When I talk to people in the community about the compensation gap, they remember administrative salary increases. The folks on the school board need to understand that I get people who have never voted against a parcel tax in their lives balking at supporting the next one because of this issue.
You can argue the math here – the administrative salaries are not large enough to make a real difference. But the perception is important.
And the data provided by the district shows that “DJUSD spends the second highest amount, 13% more than the Comparative Set average on Administrative Salaries.”
It is an easy talking point that the opposition can raise that will resonate with the voters.
One of the keys to the LA Parcel Tax loss is that the business community opposed the parcel tax and put money in behind that effort. If you have the usual opposition to the parcel tax, you might be able to survive this issue, but if you have real and organized opposition, this issue taps into the 35 percent figure on the management of tax dollars.
Are there other ways to produce additional revenue? I’m going to go with no. The idea of increasing the ADA (average daily attendance) is going to be a huge hassle for parents. I already had a letter from the district questioning legitimate absences for my daughter and threatening to make me get a doctor’s note – I can tell you, it’s just going to tick people off and $700,000 is nice, but doesn’t move the needle.
Increasing enrollment is fine, people really don’t understand the math there but the district can take on another 60 to 120 students easily without increasing staffing or facilities and that is largely pure revenue – another $1 million.
Nice, but again doesn’t move the needle.
State funding is not under local control and would not help the district close the compensation gap.
Bottom line: if we go the revenue route, it is going to need to be a $200 parcel tax.
Can we cut our way to this?
The answer is clearly yes. If the parcel tax fails, then the district needs to pull this chart back up and figure things out.
This chart shows a few ways to get there. One way would be to simply put another parcel tax on the ballot at the same $620 level and shift money from things like 7th period, libraries, paraeducators, and counselors to compensation. That is where the money is and, while it would clearly take another vote, it would be a relatively simple sell.
Would I want to eliminate 7th period day, cutback on paraeducators, counselors and libraries – no. I think the quality of education would be harmed. But I think the district does itself a disservice to argue we can’t do it.

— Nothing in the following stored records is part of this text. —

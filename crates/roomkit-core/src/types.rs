//! Coordinate and identity types.
//!
//! All coordinates are meters. A [`Point2D`] is a floor-plan coordinate; a
//! [`Point3D`] uses `y` as vertical elevation, so the floor-plan point
//! `(px, py)` corresponds to the 3D point `(px, elevation, py)`.

use serde::{Deserialize, Serialize};
use std::fmt;
use uuid::Uuid;

/// Unique identifier for a scene element, group, layer or measurement.
pub type ElementId = Uuid;

/// Generates a fresh random element identity.
pub fn new_element_id() -> ElementId {
    Uuid::new_v4()
}

/// A point on the floor plan.
#[derive(Debug, Clone, Copy, PartialEq, Default, Serialize, Deserialize)]
pub struct Point2D {
    pub x: f64,
    pub y: f64,
}

impl Point2D {
    /// Creates a new floor-plan point.
    pub const fn new(x: f64, y: f64) -> Self {
        Self { x, y }
    }

    /// Lifts this floor-plan point into 3D at the given elevation.
    pub fn to_3d(self, elevation: f64) -> Point3D {
        Point3D::new(self.x, elevation, self.y)
    }
}

impl fmt::Display for Point2D {
    fn fmt(&self, f: &mut fmt::Formatter<'_>) -> fmt::Result {
        write!(f, "({:.3}, {:.3})", self.x, self.y)
    }
}

/// A point in 3D space; `y` is elevation.
#[derive(Debug, Clone, Copy, PartialEq, Default, Serialize, Deserialize)]
pub struct Point3D {
    pub x: f64,
    pub y: f64,
    pub z: f64,
}

impl Point3D {
    /// Creates a new 3D point.
    pub const fn new(x: f64, y: f64, z: f64) -> Self {
        Self { x, y, z }
    }

    /// Uniform point, used for default scale factors.
    pub const fn splat(v: f64) -> Self {
        Self { x: v, y: v, z: v }
    }

    /// Projects this point onto the floor plan, dropping elevation.
    pub fn plan(self) -> Point2D {
        Point2D::new(self.x, self.z)
    }
}

impl fmt::Display for Point3D {
    fn fmt(&self, f: &mut fmt::Formatter<'_>) -> fmt::Result {
        write!(f, "({:.3}, {:.3}, {:.3})", self.x, self.y, self.z)
    }
}

/// The kind of an editable scene element.
#[derive(Debug, Clone, Copy, PartialEq, Eq, Hash, Serialize, Deserialize)]
#[serde(rename_all = "lowercase")]
pub enum ElementKind {
    Wall,
    Door,
    Window,
    Object,
}

impl fmt::Display for ElementKind {
    fn fmt(&self, f: &mut fmt::Formatter<'_>) -> fmt::Result {
        match self {
            Self::Wall => write!(f, "wall"),
            Self::Door => write!(f, "door"),
            Self::Window => write!(f, "window"),
            Self::Object => write!(f, "object"),
        }
    }
}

From the district’s perception, the first step here is to put the parcel tax before the voters and attempt to sell the voters on the plan to increase revenue to close the compensation gap, arguing that this is the way to maintain our high quality education.
If that doesn’t work it becomes a matter for the voters to prioritize between programs and compensation.
We now have the analysis available to show the voters the tradeoffs involved.